1. ¹Centre for Immunology, St Vincent's Hospital, Sydney, Australia
2. ²National Centre in HIV Epidemiology and Clinical Research, University of New South Wales, Sydney, New South Wales, Australia

Correspondence: Dr AD Kelleher, National Centre in HIV Epidemiology and Clinical Research, Level 2, 376 Victoria St, Darlinghurst, Sydney, NSW 2010, Australia. E-mail: t.kelleher@cfi.unsw.edu.au

Received 25 September 2006; Revised 10 October 2006; Accepted 19 October 2006; Published online 5 December 2006.

Abstract

Human immunodeficiency virus (HIV) infection causes chronic progressive immunodeficiency and immune dysregulaton. Although simple depletion of the major target of HIV infection, the CD4+ T cell, can explain much of the immunosuppression seen, there are multiple other factors contributing to the immune dysregulation. CD4+ T-cell depletion induces a range of homeostatic mechanisms that contribute to immune activation and cell turnover, providing a milieu conducive to further viral replication and cell destruction, resulting in functional defects in various lymphoid organs. These changes are progressive and in turn compromise the homeostatic processes. Further, the infection, like any other viral infection, provokes an active immune response consisting of both CD4+ and CD8+ T-cell responses. Both appear compromised, displaying aberrant memory cell production. While some of these defects result from viral variation and the chronicity of antigen presentation, other defects of memory cell production appear very early during the primary immune response limiting the viral specific T-cell responses from the outset.
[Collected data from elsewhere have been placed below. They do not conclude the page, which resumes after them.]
//! Shared byte-budget allocator (spec §3, §5).
//!
//! Every column buffer allocation debits a shared, atomic counter against
//! a hard `limit`. Exceeding the limit returns a `QueryError::Resource`
//! rather than panicking, and every debit has a matching credit on every
//! code path — callers are expected to pair `alloc`/`free` the way the
//! teacher pairs channel send/recv around task boundaries.

use std::sync::atomic::{AtomicI64, Ordering};

use crate::error::{QueryError, Result};

/// Zero `limit` means unconstrained (tests and the CLI's default config
/// both rely on this).
#[derive(Debug)]
pub struct Allocator {
    limit: i64,
    in_use: AtomicI64,
}

impl Allocator {
    pub fn new(limit: i64) -> Self {
        Self {
            limit,
            in_use: AtomicI64::new(0),
        }
    }

    pub fn unlimited() -> Self {
        Self::new(0)
    }

    pub fn limit(&self) -> i64 {
        self.limit
    }

    pub fn in_use(&self) -> i64 {
        self.in_use.load(Ordering::SeqCst)
    }

    /// Debits `bytes` from the budget. Fails without mutating state if the
    /// limit would be exceeded.
    pub fn alloc(&self, bytes: i64) -> Result<()> {
        if bytes <= 0 {
            return Ok(());
        }
        loop {
            let current = self.in_use.load(Ordering::SeqCst);
            let next = current + bytes;
            if self.limit > 0 && next > self.limit {
                return Err(QueryError::Resource(format!(
                    "allocator limit exceeded: {next} > {}",
                    self.limit
                )));
            }
            if self
                .in_use
                .compare_exchange(current, next, Ordering::SeqCst, Ordering::SeqCst)
                .is_ok()
            {
                return Ok(());
            }
        }
    }

    /// Credits `bytes` back to the budget.
    pub fn free(&self, bytes: i64) {
        if bytes <= 0 {
            return;
        }
        self.in_use.fetch_sub(bytes, Ordering::SeqCst);
    }
}

#[cfg(test)]
mod tests {
    use super::*;

    #[test]
    fn alloc_fails_over_limit_without_mutating() {
        let a = Allocator::new(16);
        assert!(a.alloc(10).is_ok());
        assert!(a.alloc(10).is_err());
        assert_eq!(a.in_use(), 10);
    }

    #[test]
    fn alloc_free_returns_to_zero() {
        let a = Allocator::new(0);
        a.alloc(100).unwrap();
        a.free(100);
        assert_eq!(a.in_use(), 0);
    }
}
This, combined with the ability of the virus to escape any successful immune responses, results in an attenuated immune response that eventually becomes exhausted, characterized by progressive deficits in T-cell repertoire. Furthermore, negative regulatory mechanisms that normally control the immune response may be aberrantly invoked, perhaps directly by the virus, further compromising the efficacy of the immune response. Rational design of effective immunotherapies depends on a clear understanding of the processes compromising the immune response to HIV.